Prophylactic treatment. Shown are flow cytometry results following prophylactic treatment (day −1 prior to infection) of mice with anti-SP and anti-F antibodies. (A) Total pulmonary leukocyte trafficking. (B to F) BAL were stained with antibodies against CD8⁺ (B), CD4⁺ (C), B220⁺ (D), and CD11b⁺ (E) cells and PMN (RB6-8C5⁺) (F). The data are expressed as the mean number (10³) of BAL/lung (± SEM) on days 3, 5, and 7 p.i. from three independent experiments. Asterisks indicate a significant difference (P < 0.05) between nIg-treated and antibody-treated mice.

FIG. 2.

Early therapeutic treatment. Shown are flow cytometry results following early (day 2 p.i.) therapeutic treatment of mice with anti-SP and anti-F antibodies. (A) Total pulmonary leukocyte trafficking. (B to F) BAL were stained with antibodies against CD8⁺ (B), CD4⁺ (C), B220⁺ (D), and CD11b⁺ (E) cells and PMN (RB6-8C5⁺) (F). The data are expressed as the number (10³) of BAL/lung (± SEM) on days 3, 5, and 7 p.i.

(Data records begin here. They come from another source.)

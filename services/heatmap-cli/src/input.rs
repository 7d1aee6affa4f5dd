//! Point file loading.

use std::fs::File;
use std::io::BufReader;
use std::path::Path;

use anyhow::{bail, Context, Result};
use heatmap_common::GeoPoint;
use serde::Deserialize;
use tracing::{debug, warn};

/// JSON point files hold either a bare array or `{"points": [...]}`.
#[derive(Deserialize)]
#[serde(untagged)]
enum JsonPoints {
    List(Vec<GeoPoint>),
    Wrapped { points: Vec<GeoPoint> },
}

/// Load points from a `.csv` file or a JSON file (any other extension).
///
/// CSV files need a header row naming `lat`, `lng` and `id`; a missing
/// `value` column gives every point a value of 1.
pub fn load_points(path: &Path) -> Result<Vec<GeoPoint>> {
    let is_csv = path
        .extension()
        .map_or(false, |ext| ext.eq_ignore_ascii_case("csv"));

    let points = if is_csv {
        load_csv(path)?
    } else {
        load_json(path)?
    };

    if points.is_empty() {
        bail!("No points in {}", path.display());
    }

    let non_finite = points.iter().filter(|p| !p.is_finite()).count();
    if non_finite > 0 {
        warn!(count = non_finite, "Points with non-finite fields will be skipped");
    }

    Ok(points)
}

fn load_json(path: &Path) -> Result<Vec<GeoPoint>> {
    let file = File::open(path)
        .with_context(|| format!("Failed to open point file: {}", path.display()))?;

    let parsed: JsonPoints = serde_json::from_reader(BufReader::new(file))
        .with_context(|| format!("Failed to parse point file: {}", path.display()))?;

    Ok(match parsed {
        JsonPoints::List(points) | JsonPoints::Wrapped { points } => points,
    })
}

fn load_csv(path: &Path) -> Result<Vec<GeoPoint>> {
    let mut reader = csv::ReaderBuilder::new()
        .trim(csv::Trim::All)
        .from_path(path)
        .with_context(|| format!("Failed to open point file: {}", path.display()))?;

    let mut points = Vec::new();
    for (row, record) in reader.deserialize::<GeoPoint>().enumerate() {
        // header is line 1
        let point = record.with_context(|| format!("{}: bad row {}", path.display(), row + 2))?;
        points.push(point);
    }

    debug!(path = %path.display(), rows = points.len(), "Parsed CSV points");
    Ok(points)
}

A representative experiment from two independent experiments is shown. Asterisks indicate a significant difference (P < 0.05) between nIg-treated and antibody-treated mice.

FIG. 3.

Late therapeutic treatment. Shown are flow cytometry results following late (day 6 p.i.) therapeutic treatment of mice with anti-SP and anti-F antibodies. (A) Total pulmonary leukocyte trafficking. (B to F) BAL were stained with antibodies against CD8⁺ (B), CD4⁺ (C), B220⁺ (D), and CD11b⁺ (E) cells and PMN (RB6-8C5⁺) (F). The data are expressed as the number (10³) of BAL/lung (± SEM) on days 3, 5, 7, and 9 p.i. A representative experiment from two independent experiments is shown. Asterisks indicate a significant difference (P < 0.05) between nIg-treated and antibody-treated mice.

FIG. 4.

RSV lung titers following antibody treatment. The lungs of antibody treated-mice were harvested on days 3, 5, 7, and 9 post-RSV infection. (A) Prophylactic antibody treatment 1 day prior to infection. (B) Early therapeutic antibody treatment on day 2 p.i. (C) Late therapeutic antibody treatment on day 6 p.i. The results are expressed as 10³ PFU/g (+ SEM).

FIG. 5.

SP levels in BAL. Mice were treated on day −1 prior to infection (A) or day 2 (B) or day 6 (C) p.i. with either nIg, anti-SP, anti-F, or anti-SP/F antibody. Cell-free BAL lavage fluid was harvested on days 3, 5, 7, and 9 p.i. and examined for levels of SP by enzyme-linked immunosorbent assay. The dashed lines represent the mean baseline SP concentration in the BAL from naïve mice. The data are expressed as the SP concentration (in picograms per milliliter) (+ SEM).